For if America elects a president inspired by Ronald Reagan next November, the exploitable weaknesses and vulnerabilities of Russia today are far worse than those of the Soviet Union in the 1980s. Russia’s GDP today is on a par with Mexico’s. It is in no position whatever to pick fights with anyone willing to stand up to it. It is thus in Russia’s and Mr. Putin’s self-interest to adapt a win-win course of action regarding the West.
That means being like Germany – facing up to and truly abandoning the evil of the past in one’s soul, a real and true embracing of partnership with and participation in Western Civilization. There is no one in NATO that wouldn’t welcome and celebrate this. NATO, in fact, is an excellent example of a win-win relationship – defined as despite whatever differences, mutual cooperation for mutual benefit.
Russia is right now in grave danger of ending up dissolving like the Soviet Union. The odds are exceedingly high, for example, that Russia will be unable to retain eastern Siberia. Just one region of Siberia, Yakutia or Sakha, is the size of Western Europe yet has less than a million people – and less than half of those are ethnic Russians.

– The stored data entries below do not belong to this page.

use crate::{BuildErrorKind, ModBuilder};
use ir::{NamedTypeDef, NamedTypeRef};
use log::trace;
use std::collections::HashSet;

pub fn fix_type_defs(mod_builder: &mut ModBuilder) {
    for (type_def, named_ref) in mod_builder
        .ast
        .type_defs
        .iter()
        .zip(mod_builder.type_refs.clone())
    {
        let Some(named_ref) = named_ref else {
            continue;
        };

        let def = match &type_def.def {
            Some(def) => match mod_builder.resolve_type(def) {
                Ok(resolved) => {
                    trace!("bound '%{}' to '{}'", type_def.name, def);
                    NamedTypeDef::Defined(resolved)
                }
                Err(error) => {
                    mod_builder.errors.push(error);
                    continue;
                }
            },
            None => NamedTypeDef::Opaque,
        };

        mod_builder.module.types[named_ref].def = def;
    }

    let cyclic = mod_builder
        .module
        .types
        .keys()
        .filter(|named_ref| is_alias_cycle(&mod_builder.module, *named_ref))
        .collect::<Vec<_>>();

    for named_ref in cyclic {
        let named = &mod_builder.module.types[named_ref];

        mod_builder.errors.push(
            BuildErrorKind::CyclicTypeDefinition {
                name: named.name.clone(),
            }
            .at(named.source),
        );
    }
}

/// Whether a named type is only ever an alias of itself, such as
/// `%A = type %B` together with `%B = type %A`.
fn is_alias_cycle(module: &ir::Module, start: NamedTypeRef) -> bool {
    let mut visited = HashSet::new();
    let mut current = start;

    loop {
        if !visited.insert(current) {
            return current == start;
        }

        match &module.types[current].def {
            NamedTypeDef::Defined(ir::Type::Named(next)) => current = *next,
            _ => return false,
        }
    }
}
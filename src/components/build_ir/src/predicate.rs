use crate::{BuildError, BuildErrorKind};
use primitives::{FloatPred, IntPred, UnknownPredicate};
use source_files::Source;

pub fn resolve_int_pred(keyword: &str, source: Source) -> Result<IntPred, BuildError> {
    keyword.parse().map_err(|UnknownPredicate(keyword)| {
        BuildErrorKind::UnknownPredicate {
            keyword,
            is_float: false,
        }
        .at(source)
    })
}

pub fn resolve_float_pred(keyword: &str, source: Source) -> Result<FloatPred, BuildError> {
    keyword.parse().map_err(|UnknownPredicate(keyword)| {
        BuildErrorKind::UnknownPredicate {
            keyword,
            is_float: true,
        }
        .at(source)
    })
}
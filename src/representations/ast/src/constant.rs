use crate::Type;
use num_bigint::BigInt;
use primitives::{BinaryOp, ConversionOp};
use source_files::Source;

#[derive(Clone, Debug)]
pub struct Constant {
    pub ty: Type,
    pub kind: ConstantKind,
    pub source: Source,
}

#[derive(Clone, Debug)]
pub enum ConstantKind {
    Int(BigInt),
    Float(f64),
    Null,
    Undef,
    ZeroInitializer,
    Global(String),
    Struct(Vec<Constant>),
    Array(Vec<Constant>),
    Vector(Vec<Constant>),
    CharArray(Vec<u8>),
    Expr(Box<ConstExpr>),
}

impl ConstantKind {
    pub fn at(self, ty: Type, source: Source) -> Constant {
        Constant {
            ty,
            kind: self,
            source,
        }
    }
}

#[derive(Clone, Debug)]
pub enum ConstExpr {
    Binary {
        op: BinaryOp,
        x: Constant,
        y: Constant,
    },
    Conversion {
        op: ConversionOp,
        from: Constant,
        to: Type,
    },
    GetElementPtr {
        elem: Type,
        src: Constant,
        indices: Vec<Constant>,
        in_bounds: bool,
    },
    ICmp {
        pred: String,
        x: Constant,
        y: Constant,
    },
    FCmp {
        pred: String,
        x: Constant,
        y: Constant,
    },
    Select {
        cond: Constant,
        x: Constant,
        y: Constant,
    },
}
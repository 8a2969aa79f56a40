use crate::{BuildError, BuildErrorKind, ModBuilder};

impl ModBuilder<'_> {
    /// Resolves a written type.
    ///
    /// Named types resolve to their identity, so a type may refer to itself
    /// or to types defined later without being expanded here.
    pub fn resolve_type(&self, ast_type: &ast::Type) -> Result<ir::Type, BuildError> {
        Ok(match &ast_type.kind {
            ast::TypeKind::Void => ir::Type::Void,
            ast::TypeKind::Label => ir::Type::Label,
            ast::TypeKind::Integer(bits) => ir::Type::Integer(*bits),
            ast::TypeKind::Float(kind) => ir::Type::Float(*kind),
            ast::TypeKind::Ptr(ptr) => ir::Type::Ptr(ir::PtrType {
                pointee: Box::new(self.resolve_type(&ptr.pointee)?),
                addr_space: ptr.addr_space,
            }),
            ast::TypeKind::Array(len, elem) => {
                ir::Type::Array(*len, Box::new(self.resolve_type(elem)?))
            }
            ast::TypeKind::Vector(len, elem) => {
                ir::Type::Vector(*len, Box::new(self.resolve_type(elem)?))
            }
            ast::TypeKind::Struct(structure) => ir::Type::Struct(ir::StructType {
                fields: structure
                    .fields
                    .iter()
                    .map(|field| self.resolve_type(field))
                    .collect::<Result<_, _>>()?,
                is_packed: structure.is_packed,
            }),
            ast::TypeKind::Func(func) => ir::Type::Func(Box::new(ir::FuncType {
                params: func
                    .params
                    .iter()
                    .map(|param| self.resolve_type(param))
                    .collect::<Result<_, _>>()?,
                return_type: self.resolve_type(&func.return_type)?,
                is_variadic: func.is_variadic,
            })),
            ast::TypeKind::Named(name) => ir::Type::Named(self.types.get(name).ok_or_else(|| {
                BuildErrorKind::UnknownType { name: name.clone() }.at(ast_type.source)
            })?),
        })
    }

    /// Resolves a type and looks through any named types to its structure.
    pub fn structural(&self, ty: &ir::Type) -> Option<ir::Type> {
        self.module.structural(ty).cloned()
    }
}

Right nearby in the three northeast provinces of China are 110 million people, who are running out of water, resources, and women to marry. Already multitudes of Chinese are living in Trans-Baikal and Primorsky Krai, where Russian women are marrying them just like they’re marrying Moslem men in the Middle Volga. It’s very hard to see how a Chinese Siberia will be avoided in the next decade or two.
Mr. Putin is a very smart man, a very courageous man. Just last week he had the intelligence and courage to denounce “global warming” as a complete fraud, a hoax, which of course it is. He definitely has the capacity to see what is in his and his country’s best genuine self-interests.
Russia needs to be a part of the West. Russia needs to join hands with NATO. Russia needs to bury Lenin and all he stands for. There is so much potential, ability, genius within the Russian people, so much capacity to prosper. All it takes to unleash it is the decision to do so, to start playing win-win, not win-lose, for real, in the Russian heart and soul.